GIVEN DATA -

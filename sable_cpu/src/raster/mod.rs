// Copyright 2026 the Sable Authors
// SPDX-License-Identifier: Apache-2.0 OR MIT

//! The raster pipeline entry points.
//!
//! Every entry returns `bool`: true when the draw ran (possibly doing
//! nothing for degenerate input), false when the combination is unsupported
//! or an argument is invalid. A false return guarantees the destination was
//! not modified.

mod fill;
mod image;
pub(crate) mod pix;
mod rect;
mod rle;
pub(crate) mod sampler;

use sable_common::pixel::{mul_255, RenderColor};
use sable_common::pixmap::Image;
use sable_common::region::RenderRegion;

use peniko::kurbo::Affine;

use crate::shape::Shape;
use crate::surface::{Surface, SurfaceBuf};

/// Composite a solid color through a shape.
///
/// Fast-track shapes fill their bbox directly; everything else walks the
/// shape's coverage spans.
pub fn raster_shape(surface: &mut Surface, shape: &Shape, bbox: RenderRegion, mut c: RenderColor) -> bool {
    let bbox = bbox.intersected(&surface.region());
    if !bbox.valid() {
        return true;
    }
    c.premultiply();
    if shape.fast_track {
        rect::raster_rect(surface, bbox, c)
    } else {
        rle::raster_rle(surface, shape.rle.as_ref(), bbox, c)
    }
}

/// Composite a solid color through a shape's stroke coverage.
pub fn raster_stroke(surface: &mut Surface, shape: &Shape, bbox: RenderRegion, mut c: RenderColor) -> bool {
    let bbox = bbox.intersected(&surface.region());
    if !bbox.valid() {
        return true;
    }
    c.premultiply();
    rle::raster_rle(surface, shape.stroke_rle.as_ref(), bbox, c)
}

/// Composite a gradient through a shape.
///
/// A degenerate (single-color) gradient is rerouted to the color kernels.
pub fn raster_gradient_shape(
    surface: &mut Surface,
    shape: &Shape,
    bbox: RenderRegion,
    opacity: u8,
) -> bool {
    let Some(fill) = shape.fill.as_ref() else {
        return false;
    };
    let bbox = bbox.intersected(&surface.region());
    if !bbox.valid() {
        return true;
    }

    if let Some(color) = fill.fetch_solid() {
        let a = mul_255(color.a, opacity);
        return if a > 0 {
            raster_shape(surface, shape, bbox, RenderColor { a, ..color })
        } else {
            true
        };
    }

    if shape.fast_track {
        fill::raster_gradient_rect(surface, bbox, fill, opacity)
    } else if let Some(rle) = shape.rle.as_ref() {
        fill::raster_gradient_rle(surface, rle, bbox, fill, opacity)
    } else {
        false
    }
}

/// Composite a gradient through a shape's stroke coverage.
pub fn raster_gradient_stroke(
    surface: &mut Surface,
    shape: &Shape,
    bbox: RenderRegion,
    opacity: u8,
) -> bool {
    let Some(fill) = shape.stroke_fill.as_ref() else {
        return false;
    };
    let Some(stroke_rle) = shape.stroke_rle.as_ref() else {
        return false;
    };
    let bbox = bbox.intersected(&surface.region());
    if !bbox.valid() {
        return true;
    }

    if let Some(color) = fill.fetch_solid() {
        let a = mul_255(color.a, opacity);
        return if a > 0 {
            raster_stroke(surface, shape, bbox, RenderColor { a, ..color })
        } else {
            true
        };
    }

    fill::raster_gradient_rle(surface, stroke_rle, bbox, fill, opacity)
}

/// Blit an image at an integer offset.
pub fn raster_direct_image(
    surface: &mut Surface,
    img: &Image,
    bbox: RenderRegion,
    opacity: u8,
) -> bool {
    let bbox = bbox.intersected(&surface.region());
    if !bbox.valid() {
        return true;
    }
    image::raster_direct_image(surface, img, bbox, opacity)
}

/// Blit an image under an inverse-affine transform.
pub fn raster_scaled_image(
    surface: &mut Surface,
    img: &Image,
    transform: &Affine,
    bbox: RenderRegion,
    opacity: u8,
) -> bool {
    let bbox = bbox.intersected(&surface.region());
    if !bbox.valid() {
        return true;
    }
    image::raster_scaled_image(surface, img, transform, bbox, opacity)
}

/// Blit a shaped image through its coverage spans.
pub fn raster_direct_rle_image(
    surface: &mut Surface,
    img: &Image,
    bbox: RenderRegion,
    opacity: u8,
) -> bool {
    let bbox = bbox.intersected(&surface.region());
    if !bbox.valid() {
        return true;
    }
    image::raster_direct_rle_image(surface, img, bbox, opacity)
}

/// Blit a shaped image through its coverage spans under a transform.
pub fn raster_scaled_rle_image(
    surface: &mut Surface,
    img: &Image,
    transform: &Affine,
    bbox: RenderRegion,
    opacity: u8,
) -> bool {
    let bbox = bbox.intersected(&surface.region());
    if !bbox.valid() {
        return true;
    }
    image::raster_scaled_rle_image(surface, img, transform, bbox, opacity)
}

/// Zero a region of the surface.
///
/// Takes the full-row fast path when the region spans the whole stride.
pub fn raster_clear(surface: &mut Surface, x: u32, y: u32, w: u32, h: u32) -> bool {
    if surface.w == 0 || surface.h == 0 || surface.stride == 0 {
        return false;
    }
    let region = RenderRegion::from_xywh(x as i32, y as i32, w as i32, h as i32)
        .intersected(&surface.region());
    if !region.valid() {
        return true;
    }
    let stride = surface.stride;
    let (x, w) = (region.min.x as usize, region.w() as usize);
    let full_rows = w == stride;

    match &mut surface.buf {
        SurfaceBuf::Rgba(buf) => {
            if full_rows {
                pix::fill_pixel32(buf, 0, stride * region.min.y as usize, w * region.h() as usize);
            } else {
                for y in region.min.y..region.max.y {
                    pix::fill_pixel32(buf, 0, y as usize * stride + x, w);
                }
            }
        }
        SurfaceBuf::Gray(buf) => {
            if full_rows {
                pix::fill_gray8(buf, 0, stride * region.min.y as usize, w * region.h() as usize);
            } else {
                for y in region.min.y..region.max.y {
                    pix::fill_gray8(buf, 0, y as usize * stride + x, w);
                }
            }
        }
    }
    true
}

/// Apply the active compositor's mask to the destination.
///
/// `dst = mask + dst * ~mask` over the compositor bbox; the read-after-write
/// barrier of every indirect mask operator.
pub fn composite_mask_image(surface: &mut Surface) -> bool {
    let stride = surface.stride;
    let Surface {
        buf, compositors, ..
    } = surface;
    let Some(compositor) = compositors.last() else {
        return false;
    };
    if compositor.image.channel_size() != 1 {
        return false;
    }
    let SurfaceBuf::Gray(dbuf) = buf else {
        return false;
    };

    let bbox = compositor.bbox;
    let cstride = compositor.image.stride;
    let cbuf = compositor.image.buf8();

    for y in bbox.min.y..bbox.max.y {
        let crow = y as usize * cstride + bbox.min.x as usize;
        let drow = y as usize * stride + bbox.min.x as usize;
        for i in 0..bbox.w() as usize {
            let src = cbuf[crow + i];
            let dst = &mut dbuf[drow + i];
            *dst = src + mul_255(*dst, !src);
        }
    }
    true
}

/// Block size of the XY-flip tiling, chosen for cache behavior.
const FLIP_BLOCK: i32 = 8;

/// Transpose a region between two buffers sharing one stride.
///
/// With `flipped` the roles of the source and destination offsets swap, which
/// turns the transpose into the inverse rotation. The block loop is
/// data-parallel across destination row blocks.
pub fn raster_xy_flip(
    src: &[u32],
    dst: &mut [u32],
    stride: usize,
    w: i32,
    h: i32,
    bbox: RenderRegion,
    flipped: bool,
) {
    let (soff, doff) = if flipped {
        (
            bbox.min.x as usize * stride + bbox.min.y as usize,
            bbox.min.y as usize * stride + bbox.min.x as usize,
        )
    } else {
        (
            bbox.min.y as usize * stride + bbox.min.x as usize,
            bbox.min.x as usize * stride + bbox.min.y as usize,
        )
    };

    let src = &src[soff..];
    let dst = &mut dst[doff..];

    #[cfg(feature = "multithreading")]
    {
        use rayon::prelude::*;

        let blocks = (w + FLIP_BLOCK - 1) / FLIP_BLOCK;
        dst.par_chunks_mut(stride * FLIP_BLOCK as usize)
            .take(blocks as usize)
            .enumerate()
            .for_each(|(bi, chunk)| {
                let x0 = bi as i32 * FLIP_BLOCK;
                let bx = (w - x0).min(FLIP_BLOCK);
                flip_block(src, chunk, stride, x0, bx, h);
            });
    }

    #[cfg(not(feature = "multithreading"))]
    {
        let mut x0 = 0;
        while x0 < w {
            let bx = (w - x0).min(FLIP_BLOCK);
            flip_block(src, &mut dst[x0 as usize * stride..], stride, x0, bx, h);
            x0 += FLIP_BLOCK;
        }
    }
}

/// Transpose `bx` destination rows starting at source column `x0`.
fn flip_block(src: &[u32], dst_rows: &mut [u32], stride: usize, x0: i32, bx: i32, h: i32) {
    let mut y0 = 0;
    while y0 < h {
        let by = (h - y0).min(FLIP_BLOCK);
        for xx in 0..bx {
            for yy in 0..by {
                let sx = (x0 + xx) as usize;
                let sy = (y0 + yy) as usize;
                dst_rows[xx as usize * stride + sy] = src[sy * stride + sx];
            }
        }
        y0 += FLIP_BLOCK;
    }
}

YOUR GOAL - Find each line in the listing above that contains "shaped", and copy that line.

WRITTEN SOLUTION -
/// Blit a shaped image through its coverage spans.
/// Blit a shaped image through its coverage spans under a transform.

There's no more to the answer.